The impact of CYP3A5, NR1I2, and POR polymorphisms on tacrolimus dose-adjusted concentration and clinical outcomes in adult allogeneic haematopoietic stem cell transplantation.

Abstract

Polymorphisms in genes related to drug-metabolising enzymes may affect tacrolimus exposure. This study aimed to assess the influence of CYP3A5, NR1I2, and POR polymorphisms on tacrolimus pharmacokinetics and outcomes in allogeneic haematopoietic stem cell transplantation (HSCT).Forty-six adult patients receiving oral tacrolimus at an initial dose of 0.03 mg/kg/day for acute graft versus host disease (GVHD) prophylaxis after allogeneic HSCT were enrolled in this retrospective study.
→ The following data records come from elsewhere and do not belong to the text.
//! Data model shared by every pipeline stage and by callers of the builder.
//!
//! All types serialize with camelCase keys, the shape the planning front end
//! and the LLM prompts both speak.

use serde::{Deserialize, Deserializer, Serialize};
use std::collections::BTreeMap;
use std::fmt;

fn deserialize_null_default<'de, D, T>(deserializer: D) -> Result<T, D::Error>
where
    D: Deserializer<'de>,
    T: Default + Deserialize<'de>,
{
    Ok(Option::deserialize(deserializer)?.unwrap_or_default())
}

/// What kind of initiative the business is undertaking
#[derive(Debug, Clone, Copy, PartialEq, Eq, Hash, PartialOrd, Ord, Serialize, Deserialize)]
#[serde(rename_all = "snake_case")]
pub enum InitiativeType {
    BusinessLaunch,
    SoftwareDevelopment,
    DigitalTransformation,
    MarketExpansion,
    ProductLaunch,
    General,
}

impl InitiativeType {
    pub fn all_variants() -> &'static [Self] {
        &[
            Self::BusinessLaunch,
            Self::SoftwareDevelopment,
            Self::DigitalTransformation,
            Self::MarketExpansion,
            Self::ProductLaunch,
            Self::General,
        ]
    }

    pub fn as_str(&self) -> &'static str {
        match self {
            Self::BusinessLaunch => "business_launch",
            Self::SoftwareDevelopment => "software_development",
            Self::DigitalTransformation => "digital_transformation",
            Self::MarketExpansion => "market_expansion",
            Self::ProductLaunch => "product_launch",
            Self::General => "general",
        }
    }
}

impl fmt::Display for InitiativeType {
    fn fmt(&self, f: &mut fmt::Formatter<'_>) -> fmt::Result {
        f.write_str(self.as_str())
    }
}

/// The part technology plays in the initiative
#[derive(Debug, Clone, Copy, PartialEq, Eq, Hash, Serialize, Deserialize)]
#[serde(rename_all = "snake_case")]
pub enum TechnologyRole {
    CoreProduct,
    OperationalTool,
    Minimal,
}

impl TechnologyRole {
    pub fn as_str(&self) -> &'static str {
        match self {
            Self::CoreProduct => "core_product",
            Self::OperationalTool => "operational_tool",
            Self::Minimal => "minimal",
        }
    }
}

/// Classified nature of an initiative
#[derive(Debug, Clone, PartialEq, Serialize, Deserialize)]
#[serde(rename_all = "camelCase")]
pub struct BusinessIntent {
    pub initiative_type: InitiativeType,
    pub technology_role: TechnologyRole,
    pub business_model: String,
    pub primary_value_creation: String,
    pub is_physical: bool,
    pub is_digital: bool,
    /// Model-reported confidence in `[0, 1]`
    pub confidence: f64,
}

#[derive(Debug, Clone, Copy, PartialEq, Eq, Hash, Serialize, Deserialize)]
#[serde(rename_all = "lowercase")]
pub enum Priority {
    Critical,
    High,
    Medium,
    Low,
}

impl Priority {
    pub fn as_str(&self) -> &'static str {
        match self {
            Self::Critical => "critical",
            Self::High => "high",
            Self::Medium => "medium",
            Self::Low => "low",
        }
    }
}

/// One weighted category of a pattern. `weight` is a percentage.
#[derive(Debug, Clone, PartialEq, Serialize, Deserialize)]
#[serde(rename_all = "camelCase")]
pub struct WorkStreamCategory {
    pub category: String,
    pub weight: f64,
    pub priority: Priority,
    #[serde(default, skip_serializing_if = "Option::is_none")]
    pub description: Option<String>,
}

impl WorkStreamCategory {
    pub fn new(category: impl Into<String>, weight: f64, priority: Priority) -> Self {
        Self {
            category: category.into(),
            weight,
            priority,
            description: None,
        }
    }

    pub fn with_description(mut self, description: impl Into<String>) -> Self {
        self.description = Some(description.into());
        self
    }
}

#[derive(Debug, Clone, PartialEq, Serialize, Deserialize)]
#[serde(rename_all = "camelCase")]
pub struct WorkStreamPattern {
    pub initiative_type: InitiativeType,
    pub streams: Vec<WorkStreamCategory>,
    #[serde(default, skip_serializing_if = "Option::is_none")]
    pub total_weight: Option<f64>,
}

impl WorkStreamPattern {
    pub fn weight_sum(&self) -> f64 {
        self.streams.iter().map(|s| s.weight).sum()
    }

    pub fn find(&self, category: &str) -> Option<&WorkStreamCategory> {
        self.streams.iter().find(|s| s.category == category)
    }
}

/// A concrete workstream produced by the optimizer
#[derive(Debug, Clone, PartialEq, Serialize, Deserialize)]
#[serde(rename_all = "camelCase")]
pub struct WorkStream {
    /// `WS` followed by a zero-padded 3-digit index
    pub id: String,
    pub name: String,
    pub category: String,
    pub description: String,
    pub proportional_effort: f64,
    pub priority: Priority,
    pub deliverables: Vec<String>,
    #[serde(default, deserialize_with = "deserialize_null_default")]
    pub dependencies: Vec<String>,
    pub confidence: f64,
}

#[derive(Debug, Clone, Copy, PartialEq, Eq, Hash, Serialize, Deserialize)]
#[serde(rename_all = "lowercase")]
pub enum Severity {
    Critical,
    Warning,
    Info,
}

#[derive(Debug, Clone, PartialEq, Serialize, Deserialize)]
#[serde(rename_all = "camelCase")]
pub struct ValidationIssue {
    pub severity: Severity,
    pub message: String,
    #[serde(default, deserialize_with = "deserialize_null_default")]
    pub affected_streams: Vec<String>,
}

#[derive(Debug, Clone, PartialEq, Serialize, Deserialize)]
#[serde(rename_all = "camelCase")]
pub struct ValidationResult {
    pub is_valid: bool,
    pub coherence_score: f64,
    #[serde(default, deserialize_with = "deserialize_null_default")]
    pub issues: Vec<ValidationIssue>,
    #[serde(default, deserialize_with = "deserialize_null_default")]
    pub warnings: Vec<String>,
    #[serde(default, deserialize_with = "deserialize_null_default")]
    pub suggestions: Vec<String>,
}

impl ValidationResult {
    pub fn critical_issues(&self) -> impl Iterator<Item = &ValidationIssue> {
        self.issues
            .iter()
            .filter(|i| i.severity == Severity::Critical)
    }

    pub fn has_critical_issues(&self) -> bool {
        self.critical_issues().next().is_some()
    }
}

/// Final work breakdown structure handed back to the caller
#[derive(Debug, Clone, PartialEq, Serialize, Deserialize)]
#[serde(rename_all = "camelCase")]
pub struct Wbs {
    pub intent: BusinessIntent,
    pub pattern: WorkStreamPattern,
    pub workstreams: Vec<WorkStream>,
    pub confidence: f64,
    pub validation_report: ValidationResult,
}

/// Upstream strategic signal that can override the default pattern
#[derive(Debug, Clone, PartialEq, Serialize, Deserialize)]
#[serde(rename_all = "camelCase")]
pub struct StrategyProfile {
    /// `"traditional"` leaves the base pattern untouched
    pub archetype: String,
    /// Percentage of the value proposition delivered digitally
    #[serde(default)]
    pub digital_intensity: f64,
    #[serde(default)]
    pub needs_platform: bool,
    #[serde(default, skip_serializing_if = "Option::is_none")]
    pub technology_role_override: Option<TechnologyRole>,
    /// Target weight per category
    #[serde(default, deserialize_with = "deserialize_null_default")]
    pub effort_adjustments: BTreeMap<String, f64>,
}

impl StrategyProfile {
    pub const TRADITIONAL: &'static str = "traditional";

    pub fn is_traditional(&self) -> bool {
        self.archetype.eq_ignore_ascii_case(Self::TRADITIONAL)
    }
}

#[derive(Debug, Clone, Copy, PartialEq, Eq, Serialize, Deserialize)]
#[serde(rename_all = "snake_case")]
pub enum BusinessScale {
    Smb,
    MidMarket,
    Enterprise,
}

impl BusinessScale {
    pub fn as_str(&self) -> &'static str {
        match self {
            Self::Smb => "smb",
            Self::MidMarket => "mid_market",
            Self::Enterprise => "enterprise",
        }
    }
}

#[derive(Debug, Clone, PartialEq, Serialize, Deserialize)]
#[serde(rename_all = "camelCase")]
pub struct BusinessContext {
    pub name: String,
    /// Free-form type hint, e.g. "coffee shop" or "b2b saas"
    #[serde(rename = "type")]
    pub business_type: String,
    #[serde(default, skip_serializing_if = "Option::is_none")]
    pub industry: Option<String>,
    pub scale: BusinessScale,
    pub description: String,
    #[serde(default, skip_serializing_if = "Option::is_none")]
    pub keywords: Option<Vec<String>>,
}

impl BusinessContext {
    /// Industry if known, otherwise the type hint
    pub fn industry_or_type(&self) -> &str {
        self.industry.as_deref().unwrap_or(&self.business_type)
    }
}

#[derive(Debug, Clone, PartialEq, Serialize, Deserialize)]
#[serde(rename_all = "camelCase")]
pub struct PlanningContext {
    pub business: BusinessContext,
    #[serde(default, skip_serializing_if = "Option::is_none")]
    pub objective: Option<String>,
}

impl PlanningContext {
    pub fn new(business: BusinessContext) -> Self {
        Self {
            business,
            objective: None,
        }
    }

    pub fn with_objective(mut self, objective: impl Into<String>) -> Self {
        self.objective = Some(objective.into());
        self
    }

    /// Objective the validator scores against: explicit objective, else the
    /// business description.
    pub fn objective(&self) -> &str {
        self.objective
            .as_deref()
            .unwrap_or(&self.business.description)
    }
}

#[cfg(test)]
mod tests {
    use super::*;
    use serde_json::json;

    #[test]
    fn test_intent_uses_camel_case_and_snake_enums() {
        let intent = BusinessIntent {
            initiative_type: InitiativeType::BusinessLaunch,
            technology_role: TechnologyRole::OperationalTool,
            business_model: "retail".to_string(),
            primary_value_creation: "in-store experience".to_string(),
            is_physical: true,
            is_digital: false,
            confidence: 0.8,
        };

        let value = serde_json::to_value(&intent).unwrap();
        assert_eq!(value["initiativeType"], "business_launch");
        assert_eq!(value["technologyRole"], "operational_tool");
        assert_eq!(value["isPhysical"], true);
    }

    #[test]
    fn test_unknown_initiative_type_is_rejected() {
        let result: Result<InitiativeType, _> = serde_json::from_value(json!("space_program"));
        assert!(result.is_err());
    }

    #[test]
    fn test_business_context_type_field() {
        let ctx: BusinessContext = serde_json::from_value(json!({
            "name": "Bean There",
            "type": "coffee shop",
            "scale": "smb",
            "description": "Neighbourhood specialty coffee"
        }))
        .unwrap();

        assert_eq!(ctx.business_type, "coffee shop");
        assert_eq!(ctx.scale, BusinessScale::Smb);
        assert_eq!(ctx.industry_or_type(), "coffee shop");
    }

    #[test]
    fn test_objective_falls_back_to_description() {
        let ctx = PlanningContext::new(BusinessContext {
            name: "Acme".to_string(),
            business_type: "saas".to_string(),
            industry: Some("software".to_string()),
            scale: BusinessScale::MidMarket,
            description: "Invoice automation".to_string(),
            keywords: None,
        });
        assert_eq!(ctx.objective(), "Invoice automation");

        let ctx = ctx.with_objective("Reach 100 paying customers");
        assert_eq!(ctx.objective(), "Reach 100 paying customers");
    }

    #[test]
    fn test_validation_result_null_lists() {
        let result: ValidationResult = serde_json::from_value(json!({
            "isValid": true,
            "coherenceScore": 0.9,
            "issues": null,
            "warnings": null
        }))
        .unwrap();

        assert!(result.issues.is_empty());
        assert!(result.suggestions.is_empty());
        assert!(!result.has_critical_issues());
    }

    #[test]
    fn test_strategy_profile_traditional() {
        let profile: StrategyProfile =
            serde_json::from_value(json!({"archetype": "Traditional"})).unwrap();
        assert!(profile.is_traditional());
        assert!(profile.effort_adjustments.is_empty());
    }
}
Genetic polymorphisms were detected in relation to concentration/dose (C/D) ratios of tacrolimus and the incidence of acute GVHD and acute kidney injury (AKI).The CYP3A5 *3/*3 genotype and co-administration of voriconazole were significantly associated with increased C/D ratios of tacrolimus (p < 0.05). NR1I2 8055CC presents a significantly higher tacrolimus C/D ratio compared with carriers of 8055CT and 8055TT genotypes in allogeneic HSCT recipients with the CYP3A5*1 allele (p = 0.033). Younger age and recipients with the CYP3A5*1 allele were significantly associated with higher incidence of II-IV acute GVHD post-transplantation.CYP3A5*3, NR1I2 8055C > T, and concomitant use of voriconazole are important determinants affecting tacrolimus pharmacokinetics. Moreover, CYP3A5*1 allele and younger age are independent risk factors for II-IV acute GVHD in HSCT recipients.